» **YOUR GOAL**: Range to reproduce from the entries below: the line with "pub const FECN: Aliases", the line with "pub const VL_STALL: Aliases", and every line in between. Give them exactly and give nothing else.

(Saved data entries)
------------------------
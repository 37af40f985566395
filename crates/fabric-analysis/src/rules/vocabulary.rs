//! Fixed vocabulary for categorical severity strings.

use fabric_core::types::Severity;

const CRITICAL_WORDS: &[&str] = &["critical", "severe", "error", "failed"];
const WARNING_WORDS: &[&str] = &["warning", "warn", "alert", "degraded"];
const INFO_WORDS: &[&str] = &["info", "notice"];
const OK_WORDS: &[&str] = &["ok", "healthy", "normal", "good"];

/// Maps a categorical label to a tier. Matching is exact after trimming and
/// lowercasing; anything outside the vocabulary is `None`.
pub fn severity_from_label(label: &str) -> Option<Severity> {
    let label = label.trim().to_ascii_lowercase();
    let label = label.as_str();
    if CRITICAL_WORDS.contains(&label) {
        Some(Severity::Critical)
    } else if WARNING_WORDS.contains(&label) {
        Some(Severity::Warning)
    } else if INFO_WORDS.contains(&label) {
        Some(Severity::Info)
    } else if OK_WORDS.contains(&label) {
        Some(Severity::Ok)
    } else {
        None
    }
}
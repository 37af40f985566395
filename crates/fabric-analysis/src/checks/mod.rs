//! Check evaluation: definitions, registry, port-record merge, summary scan,
//! and the per-category evaluator.

pub mod evaluator;
pub mod merge;
pub mod registry;
pub mod summary;
pub mod types;

pub use evaluator::{CheckEvaluator, EvaluationOptions, INSUFFICIENT_DATA_ISSUE};
pub use merge::{merge_port_records, port_key};
pub use registry::CheckRegistry;
pub use summary::scan_summary;
pub use types::{AnnotatedRow, CheckDefinition, CheckResult, Group, RankMetric, SummaryHit};
//! Traffic and routing: congestion, QoS/VL configuration, forwarding.

use fabric_core::types::Severity;

use crate::resolver::Aliases;
use crate::rules::types::{vocabulary_rules, Condition, Rule, RuleSet};

pub const CONGESTION: &str = "congestion";
pub const QOS: &str = "qos";
pub const ROUTING: &str = "routing";

// Congestion
pub const WAIT_RATIO: Aliases = &[
    "WaitRatioPct",
    "Wait Ratio %",
    "WaitRatio",
    "XmitWaitRatio",
    "wait_ratio_pct",
];
pub const CONGESTION_PCT: Aliases = &[
    "XmitCongestionPct",
    "Congestion %",
    "CongestionPct",
    "congestion_pct",
];
pub const FECN: Aliases = &["FECNCount", "FECN", "PortRcvFECN", "fecn_count"];
pub const BECN: Aliases = &["BECNCount", "BECN", "PortRcvBECN", "becn_count"];
pub const CONGESTION_RATIOS: &[Aliases] = &[WAIT_RATIO, CONGESTION_PCT];

// QoS
pub const VL_STALL: Aliases = &["VLStallCount", "VL Stall Count", "PortVLStall", "vl_stall"];
pub const VLARB_MISMATCH: Aliases = &["VLArbMismatch", "VL Arbitration Mismatch", "vlarb_mismatch"];
pub const SL2VL_MISMATCH: Aliases = &["SL2VLMismatch", "SL2VL Mismatch", "sl2vl_mismatch"];
pub const OPER_VLS: Aliases = &["OperVLs", "Operational VLs", "oper_vls"];
pub const VL_CAP: Aliases = &["VLCap", "VL Capability", "vl_cap"];
pub const QOS_STATUS: Aliases = &["Status", "QoS Status", "status"];

// Routing
pub const UNREACHABLE: Aliases = &[
    "UnreachableNodes",
    "Unreachable Destinations",
    "Unreachable",
    "unreachable",
];
pub const MISSING_ROUTES: Aliases = &["MissingRoutes", "Missing Routes", "LFT Missing", "missing_routes"];
pub const CREDIT_LOOPS: Aliases = &["CreditLoops", "Credit Loops", "credit_loops"];
pub const MAX_HOPS: Aliases = &["MaxHops", "Max Hops", "HopCount", "max_hops"];
pub const PATH_IMBALANCE: Aliases = &["PathImbalancePct", "Path Imbalance %", "path_imbalance_pct"];
pub const ROUTING_STATUS: Aliases = &["Status", "Routing Status", "status"];

pub fn congestion() -> RuleSet {
    RuleSet::new(CONGESTION)
        .require(WAIT_RATIO)
        .require(CONGESTION_PCT)
        .require(FECN)
        .require(BECN)
        .rule(
            Rule::new(
                "congestion.ratio.critical",
                Severity::Critical,
                Condition::max_at_least(CONGESTION_RATIOS, 5.0),
            )
            .reason("Congestion {value}% at or above {limit}%")
            .issue("congestion_severe"),
        )
        .rule(
            Rule::new(
                "congestion.ratio.warning",
                Severity::Warning,
                Condition::max_at_least(CONGESTION_RATIOS, 1.0),
            )
            .reason("Congestion {value}% at or above {limit}%")
            .issue("congestion_moderate"),
        )
        .rule(
            Rule::new("congestion.fecn.info", Severity::Info, Condition::at_least(FECN, 1.0))
                .reason("{value} forward congestion notifications received")
                .issue("congestion_notifications"),
        )
        .rule(
            Rule::new("congestion.becn.info", Severity::Info, Condition::at_least(BECN, 1.0))
                .reason("{value} backward congestion notifications received")
                .issue("congestion_notifications"),
        )
}

pub fn qos() -> RuleSet {
    let [status_critical, status_warning, status_info] = vocabulary_rules(
        "qos.status",
        QOS_STATUS,
        "QoS configuration reported {value}",
        "qos_misconfiguration",
    );
    RuleSet::new(QOS)
        .require(VL_STALL)
        .require(VLARB_MISMATCH)
        .require(SL2VL_MISMATCH)
        .require(OPER_VLS)
        .require(QOS_STATUS)
        .rule(
            Rule::new("qos.vl_stall.critical", Severity::Critical, Condition::at_least(VL_STALL, 1.0))
                .reason("{value} virtual lane stalls")
                .issue("vl_stall"),
        )
        .rule(status_critical)
        .rule(
            Rule::new("qos.vlarb.warning", Severity::Warning, Condition::flag(VLARB_MISMATCH))
                .reason("VL arbitration table mismatch")
                .issue("qos_misconfiguration"),
        )
        .rule(
            Rule::new("qos.sl2vl.warning", Severity::Warning, Condition::flag(SL2VL_MISMATCH))
                .reason("SL to VL mapping mismatch")
                .issue("qos_misconfiguration"),
        )
        .rule(status_warning)
        .rule(
            Rule::new(
                "qos.vls.mismatch",
                Severity::Info,
                Condition::mismatch(OPER_VLS, VL_CAP),
            )
            .reason("Operational VLs {value} differ from capability {limit}")
            .issue("qos_vl_mismatch"),
        )
        .rule(status_info)
}

pub fn routing() -> RuleSet {
    let [status_critical, status_warning, status_info] = vocabulary_rules(
        "routing.status",
        ROUTING_STATUS,
        "Routing reported {value}",
        "routing_reported",
    );
    RuleSet::new(ROUTING)
        .require(UNREACHABLE)
        .require(MISSING_ROUTES)
        .require(MAX_HOPS)
        .require(ROUTING_STATUS)
        .rule(
            Rule::new(
                "routing.unreachable.critical",
                Severity::Critical,
                Condition::at_least(UNREACHABLE, 1.0),
            )
            .reason("{value} unreachable destinations")
            .issue("routing_unreachable"),
        )
        .rule(
            Rule::new(
                "routing.missing_routes.critical",
                Severity::Critical,
                Condition::at_least(MISSING_ROUTES, 1.0),
            )
            .reason("{value} missing forwarding entries")
            .issue("routing_missing_routes"),
        )
        .rule(
            Rule::new(
                "routing.credit_loops.critical",
                Severity::Critical,
                Condition::at_least(CREDIT_LOOPS, 1.0),
            )
            .reason("{value} credit loops detected")
            .issue("credit_loop"),
        )
        .rule(status_critical)
        .rule(
            Rule::new(
                "routing.hops.warning",
                Severity::Warning,
                Condition::at_least(MAX_HOPS, 8.0),
            )
            .reason("Longest path {value} hops, at or above {limit}")
            .issue("routing_long_paths"),
        )
        .rule(
            Rule::new(
                "routing.imbalance.warning",
                Severity::Warning,
                Condition::at_least(PATH_IMBALANCE, 30.0),
            )
            .reason("Path imbalance {value}%, at or above {limit}%")
            .issue("routing_imbalance"),
        )
        .rule(status_warning)
        .rule(status_info)
}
------------------------
» **TASK RESULT**:
pub const FECN: Aliases = &["FECNCount", "FECN", "PortRcvFECN", "fecn_count"];
pub const BECN: Aliases = &["BECNCount", "BECN", "PortRcvBECN", "becn_count"];
pub const CONGESTION_RATIOS: &[Aliases] = &[WAIT_RATIO, CONGESTION_PCT];

// QoS
pub const VL_STALL: Aliases = &["VLStallCount", "VL Stall Count", "PortVLStall", "vl_stall"];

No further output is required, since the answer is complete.